**Work request:** Among the entries that follow, find every line with the word "DerivedFeatures" and copy it.

[Start of section]

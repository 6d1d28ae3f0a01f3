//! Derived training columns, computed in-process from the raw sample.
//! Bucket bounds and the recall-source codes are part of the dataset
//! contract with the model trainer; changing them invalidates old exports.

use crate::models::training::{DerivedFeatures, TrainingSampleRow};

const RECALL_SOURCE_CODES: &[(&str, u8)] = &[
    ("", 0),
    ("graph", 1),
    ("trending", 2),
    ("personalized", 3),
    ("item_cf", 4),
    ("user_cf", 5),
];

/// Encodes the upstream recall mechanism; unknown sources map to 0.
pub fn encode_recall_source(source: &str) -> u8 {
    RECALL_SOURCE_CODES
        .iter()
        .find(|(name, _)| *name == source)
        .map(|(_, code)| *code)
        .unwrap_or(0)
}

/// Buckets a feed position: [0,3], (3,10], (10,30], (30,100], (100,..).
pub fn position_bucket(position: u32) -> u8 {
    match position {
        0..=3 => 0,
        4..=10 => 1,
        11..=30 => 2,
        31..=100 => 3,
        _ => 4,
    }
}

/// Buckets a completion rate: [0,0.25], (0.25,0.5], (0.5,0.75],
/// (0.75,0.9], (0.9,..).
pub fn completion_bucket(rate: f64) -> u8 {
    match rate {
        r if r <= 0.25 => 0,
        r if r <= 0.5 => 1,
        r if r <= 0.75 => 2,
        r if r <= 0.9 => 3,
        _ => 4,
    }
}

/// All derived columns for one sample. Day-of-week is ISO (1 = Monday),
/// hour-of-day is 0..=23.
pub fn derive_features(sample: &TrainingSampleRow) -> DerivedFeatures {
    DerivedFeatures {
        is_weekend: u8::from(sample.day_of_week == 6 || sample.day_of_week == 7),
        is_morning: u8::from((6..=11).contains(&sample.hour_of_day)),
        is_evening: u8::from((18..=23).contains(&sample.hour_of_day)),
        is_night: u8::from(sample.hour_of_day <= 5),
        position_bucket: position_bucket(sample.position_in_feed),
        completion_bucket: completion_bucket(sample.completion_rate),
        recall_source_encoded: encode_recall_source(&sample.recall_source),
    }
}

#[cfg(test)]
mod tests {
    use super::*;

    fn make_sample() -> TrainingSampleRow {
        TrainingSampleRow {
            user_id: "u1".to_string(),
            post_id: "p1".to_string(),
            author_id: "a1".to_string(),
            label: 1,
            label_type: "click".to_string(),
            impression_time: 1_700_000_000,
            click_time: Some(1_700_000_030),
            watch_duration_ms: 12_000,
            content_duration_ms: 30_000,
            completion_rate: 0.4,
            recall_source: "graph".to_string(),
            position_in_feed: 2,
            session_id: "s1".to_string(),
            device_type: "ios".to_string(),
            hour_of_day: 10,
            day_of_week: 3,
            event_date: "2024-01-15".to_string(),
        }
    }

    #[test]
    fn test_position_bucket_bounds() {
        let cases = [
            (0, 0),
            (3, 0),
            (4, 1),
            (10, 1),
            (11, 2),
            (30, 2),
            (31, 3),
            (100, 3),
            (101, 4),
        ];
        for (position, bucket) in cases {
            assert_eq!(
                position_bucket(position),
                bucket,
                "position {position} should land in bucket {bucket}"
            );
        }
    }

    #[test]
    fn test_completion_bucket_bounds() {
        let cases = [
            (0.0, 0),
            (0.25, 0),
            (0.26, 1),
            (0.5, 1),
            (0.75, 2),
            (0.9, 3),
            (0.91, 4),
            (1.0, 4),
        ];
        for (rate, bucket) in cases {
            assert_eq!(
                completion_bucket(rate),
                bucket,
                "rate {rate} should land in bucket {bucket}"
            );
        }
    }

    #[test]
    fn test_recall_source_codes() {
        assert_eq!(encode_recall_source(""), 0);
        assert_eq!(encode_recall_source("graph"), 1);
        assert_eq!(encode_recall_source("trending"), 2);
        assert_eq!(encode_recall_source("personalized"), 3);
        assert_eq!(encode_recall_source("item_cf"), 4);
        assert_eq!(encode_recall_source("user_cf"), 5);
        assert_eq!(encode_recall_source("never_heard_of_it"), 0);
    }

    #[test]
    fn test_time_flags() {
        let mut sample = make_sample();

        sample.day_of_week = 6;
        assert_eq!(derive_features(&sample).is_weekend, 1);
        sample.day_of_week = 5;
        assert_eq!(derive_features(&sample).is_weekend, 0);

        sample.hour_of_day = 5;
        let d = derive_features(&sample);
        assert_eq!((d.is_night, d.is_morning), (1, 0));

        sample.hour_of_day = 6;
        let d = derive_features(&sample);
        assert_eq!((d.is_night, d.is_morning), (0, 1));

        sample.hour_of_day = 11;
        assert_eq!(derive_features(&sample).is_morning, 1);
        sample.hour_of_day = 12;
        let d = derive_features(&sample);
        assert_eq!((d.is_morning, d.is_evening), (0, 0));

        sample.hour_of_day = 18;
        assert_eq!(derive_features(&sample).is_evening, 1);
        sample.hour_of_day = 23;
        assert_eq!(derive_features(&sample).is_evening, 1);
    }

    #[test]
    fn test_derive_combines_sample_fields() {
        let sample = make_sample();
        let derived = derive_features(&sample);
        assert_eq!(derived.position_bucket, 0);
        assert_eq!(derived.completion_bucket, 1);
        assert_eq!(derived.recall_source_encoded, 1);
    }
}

[End of section]

**Answer for this exercise:**
use crate::models::training::{DerivedFeatures, TrainingSampleRow};
pub fn derive_features(sample: &TrainingSampleRow) -> DerivedFeatures {
    DerivedFeatures {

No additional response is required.